**EXTRACTED INFORMATION:**

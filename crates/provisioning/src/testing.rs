//! Test doubles shared by the module tests.

use std::collections::{HashMap, VecDeque};
use std::sync::{Arc, Mutex};
use std::time::Duration;

use tokio::io::{AsyncReadExt, AsyncWriteExt};
use tokio::net::TcpListener;
use tokio::sync::Notify;

use crate::ProvisionError;
use crate::fetcher::ConfigImporter;
use crate::http::{GetFuture, HttpGet, HttpResponse};

/// Device id preset in test stores so fetch URLs are predictable.
pub(crate) const DEVICE_ID: &str = "dev-1";

/// Starts a one-shot HTTP server answering with `status` and `body`.
pub(crate) async fn mock_server(status: u16, body: &str) -> (String, tokio::task::JoinHandle<()>) {
    let listener = TcpListener::bind("127.0.0.1:0").await.unwrap();
    let port = listener.local_addr().unwrap().port();
    let url = format!("http://127.0.0.1:{port}");
    let body = body.to_string();

    let handle = tokio::spawn(async move {
        if let Ok((mut stream, _)) = listener.accept().await {
            let mut buf = vec![0u8; 8192];
            let _ = stream.read(&mut buf).await;

            let resp = format!(
                "HTTP/1.1 {status} Mock\r\nContent-Type: text/plain\r\nContent-Length: {}\r\nConnection: close\r\n\r\n{}",
                body.len(),
                body
            );
            let _ = stream.write_all(resp.as_bytes()).await;
            let _ = stream.shutdown().await;
        }
    });

    (url, handle)
}

/// Starts a server that accepts one connection and never answers.
pub(crate) async fn stalled_server(hold: Duration) -> (String, tokio::task::JoinHandle<()>) {
    let listener = TcpListener::bind("127.0.0.1:0").await.unwrap();
    let port = listener.local_addr().unwrap().port();
    let url = format!("http://127.0.0.1:{port}");

    let handle = tokio::spawn(async move {
        if let Ok((mut stream, _)) = listener.accept().await {
            let mut buf = vec![0u8; 8192];
            let _ = stream.read(&mut buf).await;
            tokio::time::sleep(hold).await;
        }
    });

    (url, handle)
}

/// Returns a URL on a port nothing listens on.
pub(crate) async fn refused_url() -> String {
    let listener = TcpListener::bind("127.0.0.1:0").await.unwrap();
    let port = listener.local_addr().unwrap().port();
    drop(listener);
    format!("http://127.0.0.1:{port}/provision")
}

/// Scripted answer for [`FakeHttp`].
#[derive(Debug, Clone)]
pub(crate) enum Reply {
    Ok(&'static str),
    Status(u16),
    Timeout,
    Refused,
}

/// Scripted [`HttpGet`]. Each URL has a queue of replies; the last reply
/// repeats once the queue is down to one. Unknown URLs are refused.
#[derive(Default)]
pub(crate) struct FakeHttp {
    routes: Mutex<HashMap<String, VecDeque<Reply>>>,
    calls: Mutex<Vec<(String, Duration)>>,
    gate: Option<Arc<Notify>>,
}

impl FakeHttp {
    pub(crate) fn new() -> Self {
        Self::default()
    }

    /// Every request waits for `gate` to be notified before answering.
    pub(crate) fn gated(gate: Arc<Notify>) -> Self {
        Self {
            gate: Some(gate),
            ..Self::default()
        }
    }

    pub(crate) fn route(self, url: &str, replies: &[Reply]) -> Self {
        self.routes
            .lock()
            .unwrap()
            .insert(url.to_string(), replies.iter().cloned().collect());
        self
    }

    /// Requested URLs with their timeouts, in order.
    pub(crate) fn calls(&self) -> Vec<(String, Duration)> {
        self.calls.lock().unwrap().clone()
    }

    pub(crate) fn urls(&self) -> Vec<String> {
        self.calls().into_iter().map(|(url, _)| url).collect()
    }

    fn next_reply(&self, url: &str) -> Reply {
        let mut routes = self.routes.lock().unwrap();
        match routes.get_mut(url) {
            Some(queue) if queue.len() > 1 => queue.pop_front().unwrap(),
            Some(queue) => queue.front().cloned().unwrap_or(Reply::Refused),
            None => Reply::Refused,
        }
    }
}

impl HttpGet for FakeHttp {
    fn get<'a>(&'a self, url: &'a str, timeout: Duration) -> GetFuture<'a> {
        Box::pin(async move {
            self.calls.lock().unwrap().push((url.to_string(), timeout));
            if let Some(gate) = &self.gate {
                gate.notified().await;
            }
            match self.next_reply(url) {
                Reply::Ok(body) => Ok(HttpResponse {
                    status: 200,
                    body: body.to_string(),
                }),
                Reply::Status(status) => Ok(HttpResponse {
                    status,
                    body: String::new(),
                }),
                Reply::Timeout => Err(ProvisionError::Timeout {
                    url: url.to_string(),
                    timeout,
                }),
                Reply::Refused => Err(ProvisionError::Transport {
                    url: url.to_string(),
                    message: "connection refused".into(),
                }),
            }
        })
    }
}

/// Importer that records every payload.
#[derive(Default)]
pub(crate) struct RecordingImporter {
    payloads: Mutex<Vec<String>>,
}

impl RecordingImporter {
    pub(crate) fn payloads(&self) -> Vec<String> {
        self.payloads.lock().unwrap().clone()
    }
}

impl ConfigImporter for RecordingImporter {
    fn import(&self, payload: &str) {
        self.payloads.lock().unwrap().push(payload.to_string());
    }
}
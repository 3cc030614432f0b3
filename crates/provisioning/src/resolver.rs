//! Relay resolution: turns a relay URL into a concrete provisioning URL.
//!
//! A relay answers `200 OK` with plain text that is either a full URL or a
//! bare `host[:port]`/domain.

use std::sync::Arc;
use std::time::Duration;

use tracing::{debug, warn};

use crate::ProvisionError;
use crate::http::{HttpGet, get_ok_text};

/// Path appended to bare hosts returned by a relay.
const PROVISION_PATH: &str = "/provision";

/// Resolves relay URLs through an [`HttpGet`].
#[derive(Clone)]
pub struct EndpointResolver {
    http: Arc<dyn HttpGet>,
}

impl EndpointResolver {
    pub fn new(http: Arc<dyn HttpGet>) -> Self {
        Self { http }
    }

    /// Fetches `relay_url` and normalizes its body into a provisioning URL.
    ///
    /// Returns `Ok(None)` for a non-200 status or an empty body. Timeouts and
    /// transport failures are returned so the caller can tell them apart.
    pub async fn resolve(
        &self,
        relay_url: &str,
        timeout: Duration,
    ) -> Result<Option<String>, ProvisionError> {
        match get_ok_text(&*self.http, relay_url, timeout).await {
            Ok(text) if text.is_empty() => {
                warn!(relay = %relay_url, "relay returned an empty endpoint");
                Ok(None)
            }
            Ok(text) => {
                let provision_url = normalize_endpoint(&text);
                debug!(relay = %relay_url, provision_url = %provision_url, "relay resolved");
                Ok(Some(provision_url))
            }
            Err(ProvisionError::Http { status, .. }) => {
                warn!(relay = %relay_url, status, "relay answered with an error status");
                Ok(None)
            }
            Err(e) => {
                warn!(relay = %relay_url, error = %e, "failed to fetch from relay");
                Err(e)
            }
        }
    }
}

/// Builds a provisioning URL from a relay's text answer.
///
/// Full `http://`/`https://` URLs pass through unchanged; anything else is
/// taken as a host and becomes `http://<text>/provision`.
pub fn normalize_endpoint(text: &str) -> String {
    let text = text.trim();
    if text.starts_with("http://") || text.starts_with("https://") {
        text.to_string()
    } else {
        // Plain HTTP until relays hand out HTTPS-only endpoints.
        format!("http://{text}{PROVISION_PATH}")
    }
}

#[cfg(test)]
mod tests {
    use super::*;
    use crate::http::ReqwestHttp;
    use crate::testing::{FakeHttp, Reply, mock_server};

    const RELAY: &str = "https://relay.test/endpoint.txt";

    fn resolver(http: FakeHttp) -> EndpointResolver {
        EndpointResolver::new(Arc::new(http))
    }

    #[test]
    fn full_urls_are_unchanged() {
        assert_eq!(
            normalize_endpoint("https://example.com/provision"),
            "https://example.com/provision"
        );
        assert_eq!(
            normalize_endpoint("http://example.com/custom?x=1"),
            "http://example.com/custom?x=1"
        );
    }

    #[test]
    fn bare_hosts_get_scheme_and_path() {
        assert_eq!(
            normalize_endpoint("1.2.3.4:8888"),
            "http://1.2.3.4:8888/provision"
        );
        assert_eq!(
            normalize_endpoint("  provision.example.com\n"),
            "http://provision.example.com/provision"
        );
    }

    #[tokio::test]
    async fn resolves_bare_host() {
        let r = resolver(FakeHttp::new().route(RELAY, &[Reply::Ok("1.2.3.4:8888\n")]));
        let url = r.resolve(RELAY, Duration::from_secs(3)).await.unwrap();
        assert_eq!(url.as_deref(), Some("http://1.2.3.4:8888/provision"));
    }

    #[tokio::test]
    async fn error_status_resolves_to_none() {
        let r = resolver(FakeHttp::new().route(RELAY, &[Reply::Status(404)]));
        assert!(r.resolve(RELAY, Duration::from_secs(3)).await.unwrap().is_none());
    }

    #[tokio::test]
    async fn empty_body_resolves_to_none() {
        let r = resolver(FakeHttp::new().route(RELAY, &[Reply::Ok("   \n")]));
        assert!(r.resolve(RELAY, Duration::from_secs(3)).await.unwrap().is_none());
    }

    #[tokio::test]
    async fn timeout_is_propagated() {
        let r = resolver(FakeHttp::new().route(RELAY, &[Reply::Timeout]));
        let err = r.resolve(RELAY, Duration::from_secs(3)).await.unwrap_err();
        assert!(err.is_timeout());
    }

    #[tokio::test]
    async fn transport_failure_is_propagated() {
        let r = resolver(FakeHttp::new());
        let err = r.resolve(RELAY, Duration::from_secs(3)).await.unwrap_err();
        assert!(matches!(err, ProvisionError::Transport { .. }));
    }

    #[tokio::test]
    async fn resolves_over_real_http() {
        let (url, handle) = mock_server(200, "https://example.com/provision\n").await;
        let r = EndpointResolver::new(Arc::new(ReqwestHttp::new()));

        let resolved = r.resolve(&url, Duration::from_secs(5)).await.unwrap();
        assert_eq!(resolved.as_deref(), Some("https://example.com/provision"));
        handle.await.unwrap();
    }
}
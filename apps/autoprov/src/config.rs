//! Host configuration.
//!
//! Stored as TOML:
//! - Linux: `~/.config/autoprov/autoprov.toml`
//! - Windows: `%APPDATA%/autoprov/autoprov.toml`

use std::path::{Path, PathBuf};

use autoprov_provisioning::ProvisioningConfig;
use serde::{Deserialize, Serialize};

/// Host configuration.
#[derive(Debug, Clone, Serialize, Deserialize)]
pub struct Config {
    /// JSON file holding the device id and last working provisioning URL.
    #[serde(default = "default_state_file")]
    pub state_file: PathBuf,

    /// File listing imported configuration URIs, one per line.
    #[serde(default = "default_servers_file")]
    pub servers_file: PathBuf,

    #[serde(default)]
    pub provisioning: ProvisioningConfig,
}

fn default_state_file() -> PathBuf {
    app_dir().join("state.json")
}

fn default_servers_file() -> PathBuf {
    app_dir().join("servers.txt")
}

impl Default for Config {
    fn default() -> Self {
        Self {
            state_file: default_state_file(),
            servers_file: default_servers_file(),
            provisioning: ProvisioningConfig::default(),
        }
    }
}

impl Config {
    /// Loads configuration from `path` (or the default location), writing
    /// defaults there if the file does not exist.
    pub fn load(path: Option<&Path>) -> anyhow::Result<Self> {
        let path = path.map(Path::to_path_buf).unwrap_or_else(config_path);

        if path.exists() {
            let content = std::fs::read_to_string(&path)?;
            let config: Config = toml::from_str(&content)?;
            Ok(config)
        } else {
            let config = Config::default();
            config.save(&path)?;
            Ok(config)
        }
    }

    /// Saves the configuration to `path`.
    pub fn save(&self, path: &Path) -> anyhow::Result<()> {
        if let Some(parent) = path.parent() {
            std::fs::create_dir_all(parent)?;
        }

        let content = toml::to_string_pretty(self)?;
        std::fs::write(path, content)?;

        #[cfg(unix)]
        {
            use std::os::unix::fs::PermissionsExt;
            std::fs::set_permissions(path, std::fs::Permissions::from_mode(0o600))?;
        }

        tracing::debug!(path = %path.display(), "configuration saved");
        Ok(())
    }
}

/// Default configuration file path.
fn config_path() -> PathBuf {
    app_dir().join("autoprov.toml")
}

/// Platform-specific application directory.
fn app_dir() -> PathBuf {
    #[cfg(target_os = "linux")]
    {
        let home = std::env::var("HOME").unwrap_or_else(|_| "/tmp".into());
        PathBuf::from(home).join(".config").join("autoprov")
    }

    #[cfg(target_os = "windows")]
    {
        let appdata =
            std::env::var("APPDATA").unwrap_or_else(|_| "C:\\Users\\Default\\AppData".into());
        PathBuf::from(appdata).join("autoprov")
    }

    #[cfg(not(any(target_os = "linux", target_os = "windows")))]
    {
        PathBuf::from("/tmp/autoprov")
    }
}
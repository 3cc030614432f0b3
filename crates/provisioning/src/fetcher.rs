//! Authenticated configuration fetch.
//!
//! GETs `<provision_url>?device_id=<id>` and hands the returned
//! configuration URI to the importer.

use std::sync::Arc;
use std::time::Duration;

use percent_encoding::{AsciiSet, NON_ALPHANUMERIC, utf8_percent_encode};
use tracing::{info, warn};

use crate::ProvisionError;
use crate::http::{HttpGet, get_ok_text};

/// Everything but RFC 3986 unreserved characters.
const QUERY_VALUE: &AsciiSet = &NON_ALPHANUMERIC
    .remove(b'-')
    .remove(b'.')
    .remove(b'_')
    .remove(b'~');

/// Receives fetched configuration payloads.
///
/// Parsing and validation of the payload belong to the implementor.
pub trait ConfigImporter: Send + Sync {
    fn import(&self, payload: &str);
}

/// Fetches configuration payloads and imports them.
#[derive(Clone)]
pub struct ConfigFetcher {
    http: Arc<dyn HttpGet>,
    importer: Arc<dyn ConfigImporter>,
}

impl ConfigFetcher {
    pub fn new(http: Arc<dyn HttpGet>, importer: Arc<dyn ConfigImporter>) -> Self {
        Self { http, importer }
    }

    /// Fetches the configuration for `device_id` from `provision_url` and
    /// imports it.
    ///
    /// Returns `Ok(false)` without importing on a non-200 status. Timeouts
    /// and transport failures are returned to the caller.
    pub async fn fetch_and_import(
        &self,
        provision_url: &str,
        device_id: &str,
        timeout: Duration,
    ) -> Result<bool, ProvisionError> {
        let full_url = with_device_id(provision_url, device_id);
        info!(url = %full_url, "fetching config");

        match get_ok_text(&*self.http, &full_url, timeout).await {
            Ok(payload) => {
                info!(url = %provision_url, "received config, importing");
                self.importer.import(&payload);
                Ok(true)
            }
            Err(ProvisionError::Http { status, .. }) => {
                warn!(url = %provision_url, status, "provisioning endpoint answered with an error status");
                Ok(false)
            }
            Err(e) => {
                warn!(url = %provision_url, error = %e, "failed to fetch config");
                Err(e)
            }
        }
    }
}

/// Appends the `device_id` query parameter to `url`.
pub fn with_device_id(url: &str, device_id: &str) -> String {
    let separator = if url.contains('?') { '&' } else { '?' };
    let encoded = utf8_percent_encode(device_id, QUERY_VALUE);
    format!("{url}{separator}device_id={encoded}")
}
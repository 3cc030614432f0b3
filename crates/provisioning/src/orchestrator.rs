//! Two-cycle provisioning orchestrator.
//!
//! Cycle 1 walks every candidate with the quick timeout. Candidates that
//! timed out are retried once more in cycle 2 with the patient timeout;
//! any other failure drops the candidate for the rest of the run. The first
//! success ends the run and is remembered as the last working URL.
//!
//! Runs are single-flight: a request arriving while one is active is
//! discarded, and the slot is released on every exit path.

use std::sync::Arc;

use tokio::sync::{Mutex, mpsc, watch};
use tracing::{error, info, trace, warn};

use autoprov_notice::Notifier;
use autoprov_store::{DeviceIdentity, KeyValueStore, LastEndpointStore};

use crate::candidates::{CandidateSource, build_candidates};
use crate::config::ProvisioningConfig;
use crate::context::ProvisioningContext;
use crate::fetcher::ConfigFetcher;
use crate::resolver::EndpointResolver;
use crate::types::{Cycle, ProvisionEvent, Provisioned, ProvisioningState};
use crate::waiting::WaitingIndicator;
use crate::{FAILURE_MESSAGE, ProvisionError, RETRY_MESSAGE, SUCCESS_MESSAGE};

/// Result of one pass over a candidate list.
enum ScanOutcome {
    Succeeded(Provisioned),
    Exhausted { timed_out: Vec<CandidateSource> },
}

/// Drives provisioning across the candidate list.
pub struct Orchestrator {
    config: ProvisioningConfig,
    resolver: EndpointResolver,
    fetcher: ConfigFetcher,
    store: Arc<dyn KeyValueStore>,
    notifier: Arc<dyn Notifier>,
    state: watch::Sender<ProvisioningState>,
    events_tx: mpsc::Sender<ProvisionEvent>,
    events_rx: Mutex<Option<mpsc::Receiver<ProvisionEvent>>>,
}

/// Holds the single-flight slot; returns the orchestrator to `Idle` on drop.
struct FlightGuard<'a> {
    orchestrator: &'a Orchestrator,
}

impl Drop for FlightGuard<'_> {
    fn drop(&mut self) {
        self.orchestrator.set_state(ProvisioningState::Idle);
    }
}

impl Orchestrator {
    pub fn new(config: ProvisioningConfig, ctx: ProvisioningContext) -> Self {
        let (events_tx, events_rx) = mpsc::channel(64);
        let (state, _) = watch::channel(ProvisioningState::Idle);

        Self {
            resolver: ctx.resolver(),
            fetcher: ctx.fetcher(),
            store: ctx.store,
            notifier: ctx.notifier,
            config,
            state,
            events_tx,
            events_rx: Mutex::new(Some(events_rx)),
        }
    }

    /// Takes the event receiver. Can only be called once.
    pub async fn take_events(&self) -> Option<mpsc::Receiver<ProvisionEvent>> {
        self.events_rx.lock().await.take()
    }

    /// Current orchestration state.
    pub fn state(&self) -> ProvisioningState {
        *self.state.borrow()
    }

    /// Watches orchestration state changes.
    pub fn subscribe(&self) -> watch::Receiver<ProvisioningState> {
        self.state.subscribe()
    }

    pub fn config(&self) -> &ProvisioningConfig {
        &self.config
    }

    /// Runs one provisioning orchestration.
    ///
    /// Returns [`ProvisionError::AlreadyRunning`] without side effects if
    /// another run is active. Otherwise always ends in success or
    /// [`ProvisionError::NoCandidatesSucceeded`] (or a store failure), with
    /// exactly one success or failure notice posted.
    pub async fn run(&self) -> Result<Provisioned, ProvisionError> {
        let Some(_flight) = self.try_begin() else {
            info!("provisioning already in progress, skipping");
            return Err(ProvisionError::AlreadyRunning);
        };
        let _waiting = WaitingIndicator::show(&*self.notifier);

        let result = self.provision().await;
        match &result {
            Ok(provisioned) => {
                self.notifier.notify(SUCCESS_MESSAGE);
                self.emit(ProvisionEvent::Succeeded(provisioned.clone()));
            }
            Err(e) => {
                error!(error = %e, "provisioning failed after all cycles");
                self.notifier.notify_error(FAILURE_MESSAGE);
                self.emit(ProvisionEvent::Failed);
            }
        }
        result
    }

    /// Claims the single-flight slot if the orchestrator is idle.
    fn try_begin(&self) -> Option<FlightGuard<'_>> {
        let acquired = self.state.send_if_modified(|state| {
            if state.is_running() {
                false
            } else {
                *state = ProvisioningState::Cycle1Scanning;
                true
            }
        });
        if !acquired {
            return None;
        }
        self.emit(ProvisionEvent::StateChanged(ProvisioningState::Cycle1Scanning));
        Some(FlightGuard { orchestrator: self })
    }

    async fn provision(&self) -> Result<Provisioned, ProvisionError> {
        let device_id = DeviceIdentity::new(&*self.store).get_or_create()?;
        let last_working = LastEndpointStore::new(&*self.store).load();
        if let Some(url) = &last_working {
            info!(url = %url, "will try last working url first");
        }
        let candidates = build_candidates(last_working.as_deref(), &self.config);

        info!(
            candidates = candidates.len(),
            timeout_ms = self.config.quick_timeout_ms,
            "starting cycle 1 quick scan"
        );
        let timed_out = match self.scan(Cycle::Quick, &candidates, &device_id).await {
            ScanOutcome::Succeeded(provisioned) => return Ok(provisioned),
            ScanOutcome::Exhausted { timed_out } => timed_out,
        };

        let attempted = candidates.len();
        if timed_out.is_empty() {
            return Err(ProvisionError::NoCandidatesSucceeded { attempted });
        }

        self.set_state(ProvisioningState::Cycle2Retrying);
        self.emit(ProvisionEvent::RetryScheduled {
            count: timed_out.len(),
        });
        self.notifier.notify(RETRY_MESSAGE);
        info!(
            candidates = timed_out.len(),
            timeout_ms = self.config.patient_timeout_ms,
            "starting cycle 2 patient retry"
        );

        match self.scan(Cycle::Patient, &timed_out, &device_id).await {
            ScanOutcome::Succeeded(provisioned) => Ok(provisioned),
            ScanOutcome::Exhausted { .. } => Err(ProvisionError::NoCandidatesSucceeded { attempted }),
        }
    }

    /// Tries `candidates` in order until one succeeds.
    async fn scan(
        &self,
        cycle: Cycle,
        candidates: &[CandidateSource],
        device_id: &str,
    ) -> ScanOutcome {
        let timeout = self.config.timeout_for(cycle);
        let mut timed_out = Vec::new();

        for candidate in candidates {
            info!(
                cycle = cycle.number(),
                url = %candidate.url,
                direct = candidate.is_direct,
                "attempting provisioning"
            );

            match self.attempt(candidate, device_id, timeout).await {
                Ok(Some(provision_url)) => {
                    if let Err(e) = LastEndpointStore::new(&*self.store).save(&provision_url) {
                        warn!(url = %provision_url, error = %e, "failed to save last working url");
                    }
                    info!(
                        cycle = cycle.number(),
                        url = %candidate.url,
                        provision_url = %provision_url,
                        "provisioning succeeded"
                    );
                    return ScanOutcome::Succeeded(Provisioned {
                        provision_url,
                        source: candidate.clone(),
                        cycle,
                    });
                }
                Ok(None) => {
                    self.candidate_failed(candidate, cycle, "rejected".into(), false);
                }
                Err(e) => {
                    let retry = cycle == Cycle::Quick && e.is_timeout();
                    if retry {
                        timed_out.push(candidate.clone());
                    }
                    self.candidate_failed(candidate, cycle, e.to_string(), retry);
                }
            }
        }

        ScanOutcome::Exhausted { timed_out }
    }

    /// Resolves (for relays) and fetches one candidate.
    ///
    /// `Ok(Some(url))` carries the provisioning URL that delivered the
    /// configuration; `Ok(None)` means the candidate answered but declined.
    async fn attempt(
        &self,
        candidate: &CandidateSource,
        device_id: &str,
        timeout: std::time::Duration,
    ) -> Result<Option<String>, ProvisionError> {
        let provision_url = if candidate.is_direct {
            candidate.url.clone()
        } else {
            match self.resolver.resolve(&candidate.url, timeout).await? {
                Some(url) => url,
                None => return Ok(None),
            }
        };

        let imported = self
            .fetcher
            .fetch_and_import(&provision_url, device_id, timeout)
            .await?;
        Ok(imported.then_some(provision_url))
    }

    fn candidate_failed(&self, candidate: &CandidateSource, cycle: Cycle, reason: String, retry: bool) {
        if retry {
            warn!(cycle = cycle.number(), url = %candidate.url, "timed out, will retry in cycle 2");
        } else {
            warn!(cycle = cycle.number(), url = %candidate.url, reason = %reason, "candidate failed");
        }
        self.emit(ProvisionEvent::CandidateFailed {
            url: candidate.url.clone(),
            cycle,
            reason,
            retry,
        });
    }

    fn set_state(&self, new_state: ProvisioningState) {
        self.state.send_replace(new_state);
        self.emit(ProvisionEvent::StateChanged(new_state));
    }

    fn emit(&self, event: ProvisionEvent) {
        if let Err(e) = self.events_tx.try_send(event) {
            trace!("provision event dropped: {e}");
        }
    }
}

**WHAT IS BEING ASKED:** Check each line of the records above for the string "first", and report every line that has it.

**SOLUTION BELOW:**
//! any other failure drops the candidate for the rest of the run. The first
            info!(url = %url, "will try last working url first");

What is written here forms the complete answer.